*** MATERIAL TO PROCESS Section Begins ***

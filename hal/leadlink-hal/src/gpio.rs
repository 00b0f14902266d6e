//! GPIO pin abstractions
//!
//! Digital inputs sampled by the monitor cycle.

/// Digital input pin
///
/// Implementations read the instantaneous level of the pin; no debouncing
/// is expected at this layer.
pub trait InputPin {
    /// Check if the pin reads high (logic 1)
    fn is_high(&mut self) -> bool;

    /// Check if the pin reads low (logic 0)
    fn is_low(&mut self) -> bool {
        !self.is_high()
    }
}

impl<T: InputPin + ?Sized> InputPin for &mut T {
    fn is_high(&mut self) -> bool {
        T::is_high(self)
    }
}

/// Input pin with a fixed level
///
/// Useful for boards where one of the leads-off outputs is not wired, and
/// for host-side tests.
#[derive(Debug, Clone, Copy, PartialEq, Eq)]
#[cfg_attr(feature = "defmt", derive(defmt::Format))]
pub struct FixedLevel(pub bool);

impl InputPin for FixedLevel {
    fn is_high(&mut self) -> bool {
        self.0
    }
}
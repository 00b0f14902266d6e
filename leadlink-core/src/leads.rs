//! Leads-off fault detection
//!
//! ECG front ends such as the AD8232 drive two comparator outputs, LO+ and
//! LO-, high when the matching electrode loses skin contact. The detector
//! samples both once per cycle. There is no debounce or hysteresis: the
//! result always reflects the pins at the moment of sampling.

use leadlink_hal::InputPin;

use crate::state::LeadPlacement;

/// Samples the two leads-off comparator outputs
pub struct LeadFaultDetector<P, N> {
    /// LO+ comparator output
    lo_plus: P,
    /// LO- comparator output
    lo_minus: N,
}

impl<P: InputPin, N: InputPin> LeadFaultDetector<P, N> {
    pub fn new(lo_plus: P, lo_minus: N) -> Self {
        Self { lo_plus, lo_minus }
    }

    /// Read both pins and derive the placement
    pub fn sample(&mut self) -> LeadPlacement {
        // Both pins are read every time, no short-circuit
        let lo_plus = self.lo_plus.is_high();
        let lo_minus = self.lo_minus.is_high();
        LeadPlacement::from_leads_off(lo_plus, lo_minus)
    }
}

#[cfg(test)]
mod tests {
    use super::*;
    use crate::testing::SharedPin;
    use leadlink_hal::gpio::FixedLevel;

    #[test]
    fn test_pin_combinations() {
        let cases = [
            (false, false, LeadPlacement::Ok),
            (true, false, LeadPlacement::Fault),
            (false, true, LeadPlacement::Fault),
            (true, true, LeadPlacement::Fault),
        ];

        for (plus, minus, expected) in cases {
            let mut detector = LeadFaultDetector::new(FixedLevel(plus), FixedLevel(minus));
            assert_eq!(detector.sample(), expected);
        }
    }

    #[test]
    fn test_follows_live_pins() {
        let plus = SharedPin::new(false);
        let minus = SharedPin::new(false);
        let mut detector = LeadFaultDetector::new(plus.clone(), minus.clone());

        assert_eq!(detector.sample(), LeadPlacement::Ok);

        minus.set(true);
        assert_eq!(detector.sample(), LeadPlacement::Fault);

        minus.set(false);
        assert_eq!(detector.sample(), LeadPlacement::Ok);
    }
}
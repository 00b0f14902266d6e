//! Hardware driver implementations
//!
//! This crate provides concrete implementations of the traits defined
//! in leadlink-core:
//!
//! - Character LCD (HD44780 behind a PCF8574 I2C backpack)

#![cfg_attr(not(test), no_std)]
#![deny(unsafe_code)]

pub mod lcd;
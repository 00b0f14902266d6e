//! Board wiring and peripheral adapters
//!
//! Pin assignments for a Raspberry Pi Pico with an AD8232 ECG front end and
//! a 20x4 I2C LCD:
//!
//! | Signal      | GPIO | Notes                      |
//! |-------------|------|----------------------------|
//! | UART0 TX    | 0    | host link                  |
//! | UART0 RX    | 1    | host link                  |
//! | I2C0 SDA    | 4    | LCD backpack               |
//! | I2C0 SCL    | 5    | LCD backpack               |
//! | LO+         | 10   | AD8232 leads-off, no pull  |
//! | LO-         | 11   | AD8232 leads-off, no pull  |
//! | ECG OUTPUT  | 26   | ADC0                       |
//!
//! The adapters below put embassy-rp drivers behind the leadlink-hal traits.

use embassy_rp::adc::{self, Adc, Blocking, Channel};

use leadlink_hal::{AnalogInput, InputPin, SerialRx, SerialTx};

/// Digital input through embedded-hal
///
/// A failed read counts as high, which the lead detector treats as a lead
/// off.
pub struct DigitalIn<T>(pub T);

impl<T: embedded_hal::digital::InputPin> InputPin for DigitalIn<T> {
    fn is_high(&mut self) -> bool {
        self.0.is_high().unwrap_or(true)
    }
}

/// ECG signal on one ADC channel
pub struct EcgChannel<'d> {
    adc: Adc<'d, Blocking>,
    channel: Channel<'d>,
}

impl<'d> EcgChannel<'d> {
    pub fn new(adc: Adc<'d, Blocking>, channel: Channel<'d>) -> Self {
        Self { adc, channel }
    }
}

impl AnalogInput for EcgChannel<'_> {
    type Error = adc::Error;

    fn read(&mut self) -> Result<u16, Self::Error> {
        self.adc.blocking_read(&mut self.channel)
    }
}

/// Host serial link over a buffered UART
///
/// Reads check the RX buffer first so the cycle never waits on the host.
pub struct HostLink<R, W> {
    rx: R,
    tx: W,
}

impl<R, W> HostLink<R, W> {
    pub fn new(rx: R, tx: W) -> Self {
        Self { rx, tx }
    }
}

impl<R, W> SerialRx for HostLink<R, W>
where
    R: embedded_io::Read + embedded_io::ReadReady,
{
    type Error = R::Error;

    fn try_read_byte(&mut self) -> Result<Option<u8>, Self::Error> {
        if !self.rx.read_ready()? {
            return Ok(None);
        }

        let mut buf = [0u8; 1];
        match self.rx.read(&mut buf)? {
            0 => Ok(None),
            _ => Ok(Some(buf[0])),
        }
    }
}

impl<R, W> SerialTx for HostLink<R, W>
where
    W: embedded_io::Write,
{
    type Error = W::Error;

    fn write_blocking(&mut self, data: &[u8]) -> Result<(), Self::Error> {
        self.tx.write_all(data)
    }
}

*** MATERIAL TO PROCESS Section Ends ***
*** MATERIAL TO PROCESS Section Begins ***

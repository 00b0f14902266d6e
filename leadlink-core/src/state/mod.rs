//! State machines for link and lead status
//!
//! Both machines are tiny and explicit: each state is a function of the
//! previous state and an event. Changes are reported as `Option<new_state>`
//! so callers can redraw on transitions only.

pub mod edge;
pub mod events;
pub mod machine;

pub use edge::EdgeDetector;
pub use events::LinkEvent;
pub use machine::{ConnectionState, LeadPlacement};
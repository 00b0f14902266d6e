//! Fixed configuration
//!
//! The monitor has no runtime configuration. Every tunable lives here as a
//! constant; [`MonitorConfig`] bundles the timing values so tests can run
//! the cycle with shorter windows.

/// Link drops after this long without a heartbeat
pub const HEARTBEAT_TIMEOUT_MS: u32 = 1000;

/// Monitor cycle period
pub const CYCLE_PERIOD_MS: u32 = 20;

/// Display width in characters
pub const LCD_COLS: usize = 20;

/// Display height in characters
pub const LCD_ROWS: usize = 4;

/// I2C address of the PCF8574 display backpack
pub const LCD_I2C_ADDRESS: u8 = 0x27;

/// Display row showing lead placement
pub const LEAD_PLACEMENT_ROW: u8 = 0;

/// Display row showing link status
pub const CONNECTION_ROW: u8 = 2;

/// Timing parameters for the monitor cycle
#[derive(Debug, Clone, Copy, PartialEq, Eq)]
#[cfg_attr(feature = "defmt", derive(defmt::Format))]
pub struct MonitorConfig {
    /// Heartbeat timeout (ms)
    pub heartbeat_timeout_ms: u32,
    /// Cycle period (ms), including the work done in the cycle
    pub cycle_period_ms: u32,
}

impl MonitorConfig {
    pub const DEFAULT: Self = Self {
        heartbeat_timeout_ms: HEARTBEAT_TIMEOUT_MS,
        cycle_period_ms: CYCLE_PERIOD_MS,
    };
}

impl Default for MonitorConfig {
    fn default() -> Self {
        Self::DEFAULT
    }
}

*** MATERIAL TO PROCESS Section Ends ***

REQUIRED ACTION
Reproduce exactly the lines of the records above from the one with "filename hal/leadlink-hal/src/gpio.rs" to the one with "use crate::testing::SharedPin;", both included, and leave out everything else.

ANSWER TO THE PROBLEM
filename hal/leadlink-hal/src/gpio.rs
repository 00b0f14902266d6e
//! GPIO pin abstractions
//!
//! Digital inputs sampled by the monitor cycle.

/// Digital input pin
///
/// Implementations read the instantaneous level of the pin; no debouncing
/// is expected at this layer.
pub trait InputPin {
    /// Check if the pin reads high (logic 1)
    fn is_high(&mut self) -> bool;

    /// Check if the pin reads low (logic 0)
    fn is_low(&mut self) -> bool {
        !self.is_high()
    }
}

impl<T: InputPin + ?Sized> InputPin for &mut T {
    fn is_high(&mut self) -> bool {
        T::is_high(self)
    }
}

/// Input pin with a fixed level
///
/// Useful for boards where one of the leads-off outputs is not wired, and
/// for host-side tests.
#[derive(Debug, Clone, Copy, PartialEq, Eq)]
#[cfg_attr(feature = "defmt", derive(defmt::Format))]
pub struct FixedLevel(pub bool);

impl InputPin for FixedLevel {
    fn is_high(&mut self) -> bool {
        self.0
    }
}
repository 00b0f14902266d6e
filename leadlink-core/src/leads.rs
//! Leads-off fault detection
//!
//! ECG front ends such as the AD8232 drive two comparator outputs, LO+ and
//! LO-, high when the matching electrode loses skin contact. The detector
//! samples both once per cycle. There is no debounce or hysteresis: the
//! result always reflects the pins at the moment of sampling.

use leadlink_hal::InputPin;

use crate::state::LeadPlacement;

/// Samples the two leads-off comparator outputs
pub struct LeadFaultDetector<P, N> {
    /// LO+ comparator output
    lo_plus: P,
    /// LO- comparator output
    lo_minus: N,
}

impl<P: InputPin, N: InputPin> LeadFaultDetector<P, N> {
    pub fn new(lo_plus: P, lo_minus: N) -> Self {
        Self { lo_plus, lo_minus }
    }

    /// Read both pins and derive the placement
    pub fn sample(&mut self) -> LeadPlacement {
        // Both pins are read every time, no short-circuit
        let lo_plus = self.lo_plus.is_high();
        let lo_minus = self.lo_minus.is_high();
        LeadPlacement::from_leads_off(lo_plus, lo_minus)
    }
}

#[cfg(test)]
mod tests {
    use super::*;
    use crate::testing::SharedPin;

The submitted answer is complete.